The deficiency of the insulin hormone comes in two types
Type l: the body does not produce enough insulin
Type ll: the body is no longer able to produce insulin effectively. Type ll diabetes in dogs is rare; they are more susceptible to Type l
Type I is entirely genetic in most cases, however, pinpointing the hereditary factors is difficult. So determining if your dog will contract diabetes is hard. There are several warning signs your dog may display if diabetes should become an issue.
The following are the most common symptoms for Cocker Spaniel diabetes
1) Excessive water drinking
2) Urinating more often
3) Noticeably becoming lethargic
4) Loss of muscle definition and body shape
5) Weight-loss even with a healthy appetite
6) Dog may appear to have gone blind suddenly
To determine if your Cocker Spaniel pup is a diabetic, a number of other diseases must be ruled out first by your vet. A full physical check-up and blood work-up will be necessary. The test will provide results for urinary tract infection, blood count, glucose levels, and pancreatitis as well.
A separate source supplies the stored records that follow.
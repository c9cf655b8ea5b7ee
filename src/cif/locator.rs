use crate::error::AugmentError;

/// Index of the first line equal to `target` once trailing whitespace is
/// trimmed.
pub fn find_line<S: AsRef<str>>(lines: &[S], target: &str) -> Option<usize> {
    find_line_from(lines, 0, target)
}

pub fn find_line_from<S: AsRef<str>>(lines: &[S], start: usize, target: &str) -> Option<usize> {
    lines
        .iter()
        .enumerate()
        .skip(start)
        .find(|(_, line)| line.as_ref().trim_end() == target)
        .map(|(idx, _)| idx)
}

pub fn require_line<S: AsRef<str>>(
    lines: &[S],
    start: usize,
    target: &str,
) -> Result<usize, AugmentError> {
    find_line_from(lines, start, target)
        .ok_or_else(|| AugmentError::MarkerNotFound(target.to_string()))
}
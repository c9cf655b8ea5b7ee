use std::path::PathBuf;

use miette::Diagnostic;
use thiserror::Error;

#[derive(Debug, Error, Diagnostic)]
pub enum AugmentError {
    #[error("config file not found: {0}")]
    ConfigRead(PathBuf),

    #[error("failed to parse config {path} line {line}: {message}")]
    ConfigParse {
        path: PathBuf,
        line: usize,
        message: String,
    },

    #[error("section not found: {0}")]
    MissingSection(String),

    #[error("parameter not found: {section}/{parameter}")]
    MissingParameter { section: String, parameter: String },

    #[error("failed to convert cfg value: {0}")]
    ConfigValue(String),

    #[error("query not found: {0}")]
    QueryNotFound(String),

    #[error("unable to connect to {database} on {primary} or {secondary}: {message}")]
    ConnectionFailed {
        database: String,
        primary: String,
        secondary: String,
        message: String,
    },

    #[error("query {query} failed: {message}")]
    Database { query: String, message: String },

    #[error("invalid structure path: {0}")]
    InvalidStructurePath(String),

    #[error("marker not found: {0}")]
    MarkerNotFound(String),

    #[error("column mismatch in {block}: expected {expected} fields, found {found}")]
    ColumnMismatch {
        block: String,
        expected: usize,
        found: usize,
    },

    #[error("missing column: {0}")]
    MissingColumn(String),

    #[error("invalid number in {field}: {value}")]
    InvalidNumber { field: String, value: String },

    #[error("BMRB request failed: {0}")]
    CatalogHttp(String),

    #[error("BMRB returned status {status}: {message}")]
    CatalogStatus { status: u16, message: String },

    #[error("failed to read analysis input {path}: {message}")]
    AnalysisInput { path: PathBuf, message: String },

    #[error("filesystem error: {0}")]
    Filesystem(String),

    #[error("plot rendering failed: {0}")]
    Plot(String),
}

impl AugmentError {
    /// Errors that stop a whole batch instead of a single input.
    pub fn is_fatal(&self) -> bool {
        matches!(
            self,
            AugmentError::ConfigRead(_)
                | AugmentError::ConfigParse { .. }
                | AugmentError::MissingSection(_)
                | AugmentError::MissingParameter { .. }
                | AugmentError::ConfigValue(_)
                | AugmentError::QueryNotFound(_)
                | AugmentError::ConnectionFailed { .. }
        )
    }
}
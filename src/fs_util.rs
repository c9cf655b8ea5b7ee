use std::fs;
use std::io::{self, Read};
use std::path::{Path, PathBuf};

use flate2::read::GzDecoder;

use crate::error::AugmentError;

pub const INPUT_EXTENSIONS: [&str; 2] = [".cif", ".cif.gz"];

pub fn is_input_file(path: &Path) -> bool {
    path.file_name()
        .and_then(|name| name.to_str())
        .is_some_and(|name| INPUT_EXTENSIONS.iter().any(|ext| name.ends_with(ext)))
}

/// Every model file below `root`, sorted so batches are reproducible.
pub fn collect_inputs(root: &Path) -> Result<Vec<PathBuf>, AugmentError> {
    let mut found = Vec::new();
    walk(root, &mut found)?;
    found.sort();
    Ok(found)
}

fn walk(dir: &Path, found: &mut Vec<PathBuf>) -> Result<(), AugmentError> {
    let entries = fs::read_dir(dir)
        .map_err(|err| AugmentError::Filesystem(format!("read dir {}: {err}", dir.display())))?;
    for entry in entries {
        let path = entry
            .map_err(|err| AugmentError::Filesystem(err.to_string()))?
            .path();
        if path.is_dir() {
            walk(&path, found)?;
        } else if is_input_file(&path) {
            found.push(path);
        }
    }
    Ok(())
}

/// Reads a text file, inflating `.gz` transparently. Lines keep their
/// terminators so slices can be written back byte for byte.
pub fn read_lines(path: &Path) -> Result<Vec<String>, AugmentError> {
    let file = fs::File::open(path)
        .map_err(|err| AugmentError::Filesystem(format!("open {}: {err}", path.display())))?;
    let mut text = String::new();
    let gz = path.extension().is_some_and(|ext| ext == "gz");
    let result = if gz {
        GzDecoder::new(file).read_to_string(&mut text)
    } else {
        io::BufReader::new(file).read_to_string(&mut text)
    };
    result.map_err(|err| AugmentError::Filesystem(format!("read {}: {err}", path.display())))?;
    Ok(split_lines(&text))
}

pub fn split_lines(text: &str) -> Vec<String> {
    text.split_inclusive('\n').map(str::to_string).collect()
}

pub fn write_lines<S: AsRef<str>>(path: &Path, lines: &[S]) -> Result<(), AugmentError> {
    let text = lines.iter().map(AsRef::as_ref).collect::<String>();
    fs::write(path, text)
        .map_err(|err| AugmentError::Filesystem(format!("write {}: {err}", path.display())))
}

/// Removes a partially written output; a missing file is not an error.
pub fn discard(path: &Path) -> Result<(), AugmentError> {
    match fs::remove_file(path) {
        Ok(()) => Ok(()),
        Err(err) if err.kind() == io::ErrorKind::NotFound => Ok(()),
        Err(err) => Err(AugmentError::Filesystem(format!(
            "remove {}: {err}",
            path.display()
        ))),
    }
}

#[cfg(test)]
mod tests {
    use std::io::Write;

    use flate2::Compression;
    use flate2::write::GzEncoder;

    use super::*;

    #[test]
    fn collects_nested_inputs_by_extension() {
        let temp = tempfile::tempdir().unwrap();
        let nested = temp.path().join("UP000005640");
        fs::create_dir_all(&nested).unwrap();
        fs::write(nested.join("AF-A-F1-model_v1.cif"), "data_").unwrap();
        fs::write(nested.join("AF-B-F1-model_v1.cif.gz"), "").unwrap();
        fs::write(nested.join("notes.txt"), "").unwrap();

        let inputs = collect_inputs(temp.path()).unwrap();
        assert_eq!(inputs.len(), 2);
        assert!(inputs.iter().all(|path| is_input_file(path)));
    }

    #[test]
    fn reads_gzip_and_keeps_terminators() {
        let temp = tempfile::tempdir().unwrap();
        let path = temp.path().join("model.cif.gz");
        let mut encoder = GzEncoder::new(Vec::new(), Compression::default());
        encoder.write_all(b"data_X\r\n#\nlast").unwrap();
        fs::write(&path, encoder.finish().unwrap()).unwrap();

        let lines = read_lines(&path).unwrap();
        assert_eq!(lines, vec!["data_X\r\n", "#\n", "last"]);
    }
}
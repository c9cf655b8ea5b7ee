use std::fs;
use std::path::Path;

use assert_matches::assert_matches;

use cif_shift_augment::catalog::PREDICTOR_IDS;
use cif_shift_augment::config::{ConfigLoader, ConfigValue, RunSettings};
use cif_shift_augment::error::AugmentError;
use cif_shift_augment::predictions::REQUIRED_QUERIES;
use cif_shift_augment::query::{DatabaseSettings, PgQueryRunner, QueryTemplate, validate_queries};

const MAIN_CFG: &str = "\
[configs]
db = databases/db.cfg
queries = queries.cfg

[augment]
chain = A
";

const DB_CFG: &str = "\
[csp]
dbname = csp
host = db.example.org
host_local = localhost
username = reader
port = 5433
";

const QUERIES_CFG: &str = "\
# selects shifts of one predictor
[Q_compareCSP]
database = csp
query = SELECT res_sequence, atom, chemical_shift
    FROM shifts
    WHERE af_id = %%%AFID%%% AND csp_id = %%%CSPID%%%
header = res_sequence & atom & chemical_shift

[Q_select_pdbAtoms]
database = csp
query = SELECT * FROM atoms
";

fn write_tree(root: &Path) -> std::path::PathBuf {
    fs::create_dir_all(root.join("databases")).unwrap();
    fs::write(root.join("databases").join("db.cfg"), DB_CFG).unwrap();
    fs::write(root.join("queries.cfg"), QUERIES_CFG).unwrap();
    let main = root.join("main.cfg");
    fs::write(&main, MAIN_CFG).unwrap();
    main
}

#[test]
fn nested_configs_resolve_relative_to_including_file() {
    let temp = tempfile::tempdir().unwrap();
    let config = ConfigLoader::default().load(&write_tree(temp.path())).unwrap();

    assert_eq!(
        config.keys().collect::<Vec<_>>(),
        vec!["db", "queries", "augment"]
    );
    assert_eq!(
        config.value(&["db", "csp", "host"]),
        Some(&ConfigValue::Str("db.example.org".to_string()))
    );
    assert_eq!(
        config.value(&["db", "csp", "port"]),
        Some(&ConfigValue::Int(5433))
    );
}

#[test]
fn sections_are_found_depth_first() {
    let temp = tempfile::tempdir().unwrap();
    let config = ConfigLoader::default().load(&write_tree(temp.path())).unwrap();

    assert!(config.find_section("augment").is_some());
    assert!(config.find_section("Q_select_pdbAtoms").is_some());
    assert!(config.find_section("Q_missing").is_none());

    let template = QueryTemplate::from_config(&config, "compareCSP").unwrap();
    assert_eq!(template.database, "csp");
    assert_eq!(
        template.query,
        "SELECT res_sequence, atom, chemical_shift\nFROM shifts\nWHERE af_id = %%%AFID%%% AND csp_id = %%%CSPID%%%"
    );
    assert_eq!(
        template.header,
        Some(vec![
            "res_sequence".to_string(),
            "atom".to_string(),
            "chemical_shift".to_string()
        ])
    );

    let db = DatabaseSettings::from_config(&config, &template.database).unwrap();
    assert_eq!(db.host, "db.example.org");
    assert_eq!(db.host_local, "localhost");
    assert_eq!(db.port, Some(5433));
}

#[test]
fn unknown_query_is_reported() {
    let temp = tempfile::tempdir().unwrap();
    let config = ConfigLoader::default().load(&write_tree(temp.path())).unwrap();

    let err = QueryTemplate::from_config(&config, "afID_Index").unwrap_err();
    assert!(err.is_fatal());
    assert_matches!(err, AugmentError::QueryNotFound(name) if name == "Q_afID_Index");
}

#[test]
fn missing_section_and_parameter() {
    let loader = ConfigLoader::default();
    let config = loader
        .parse_str("[csp]\ndbname = csp\n", Path::new("inline.cfg"))
        .unwrap();

    assert_matches!(
        config.section("augment"),
        Err(AugmentError::MissingSection(name)) if name == "augment"
    );
    assert_matches!(
        config.param("csp", "host"),
        Err(AugmentError::MissingParameter { section, parameter })
            if section == "csp" && parameter == "host"
    );
    assert_matches!(
        DatabaseSettings::from_config(&config, "csp"),
        Err(AugmentError::MissingParameter { .. })
    );
}

#[test]
fn missing_include_fails_to_load() {
    let temp = tempfile::tempdir().unwrap();
    let main = temp.path().join("main.cfg");
    fs::write(&main, "[configs]\ndb = nowhere.cfg\n").unwrap();

    let err = ConfigLoader::default().load(&main).unwrap_err();
    assert_matches!(err, AugmentError::ConfigRead(path) if path.ends_with("nowhere.cfg"));
}

#[test]
fn custom_list_delimiter() {
    let config = ConfigLoader::with_delimiter(',')
        .parse_str("[augment]\npredictors = 3, 1\n", Path::new("inline.cfg"))
        .unwrap();
    assert_eq!(
        config.value(&["augment", "predictors"]),
        Some(&ConfigValue::List(vec![
            ConfigValue::Int(3),
            ConfigValue::Int(1)
        ]))
    );
}

#[test]
fn settings_default_to_every_catalogued_predictor() {
    let temp = tempfile::tempdir().unwrap();
    let config = ConfigLoader::default().load(&write_tree(temp.path())).unwrap();
    let settings = RunSettings::from_config(&config, "map.txt".into(), "out".into()).unwrap();

    assert_eq!(settings.predictors, PREDICTOR_IDS.to_vec());
    assert_eq!(settings.chain, "A");
    assert!(settings.allows(8));
    assert!(!settings.allows(7));
}

const RUN_QUERIES_CFG: &str = "\
[csp]
dbname = csp
host = db.example.org
host_local = localhost
username = reader

[Q_afID_Index]
database = csp
query = SELECT af_id FROM af_index WHERE model = '%%%MODEL%%%'

[Q_selectUniqueAF_cspID]
database = csp
query = SELECT DISTINCT csp_id FROM shifts WHERE af_id = %%%AFID%%%

[Q_select_pdbAtoms]
database = csp
query = SELECT * FROM atoms
";

#[test]
fn run_queries_resolve_before_any_connection() {
    let loader = ConfigLoader::default();
    let complete = format!(
        "{RUN_QUERIES_CFG}\n[Q_compareCSP]\ndatabase = csp\nquery = SELECT 1\n"
    );
    let config = loader
        .parse_str(&complete, Path::new("inline.cfg"))
        .unwrap();
    validate_queries(&config, &REQUIRED_QUERIES).unwrap();

    let config = loader
        .parse_str(RUN_QUERIES_CFG, Path::new("inline.cfg"))
        .unwrap();
    let err = PgQueryRunner::new(config)
        .validate(&REQUIRED_QUERIES)
        .unwrap_err();
    assert!(err.is_fatal());
    assert_matches!(err, AugmentError::QueryNotFound(name) if name == "Q_compareCSP");
}

#[test]
fn run_query_pointing_at_unknown_database_is_fatal() {
    let text = RUN_QUERIES_CFG.replace("[csp]", "[other]");
    let config = ConfigLoader::default()
        .parse_str(&text, Path::new("inline.cfg"))
        .unwrap();

    let err = validate_queries(&config, &REQUIRED_QUERIES).unwrap_err();
    assert!(err.is_fatal());
    assert_matches!(err, AugmentError::MissingSection(name) if name == "csp");
}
Treatment for Dog Diabetes
Medication will be prescribed after diagnosing the Pancreas to determine to what level if any it is producing insulin. If the Pancreas is producing some insulin, then oral medication might be a solution. If the Pancreas has stop producing insulin then daily injections of insulin will be prescribed by your vet. In addition to treatment the dog should be fed a high fiber diet, get plenty of exercise and avoid food not part of a normal dog diet. There are also certain drugs to be avoided such as steroids.
While there is no cure for dog diabetes, surprisingly many dogs go on to live a normal life after being diagnosed and properly cared for. It does take a little adjustment at first. But the efforts you put in working with your Cocker Spaniel’s diabetes will help keep your dog healthy for many years to come.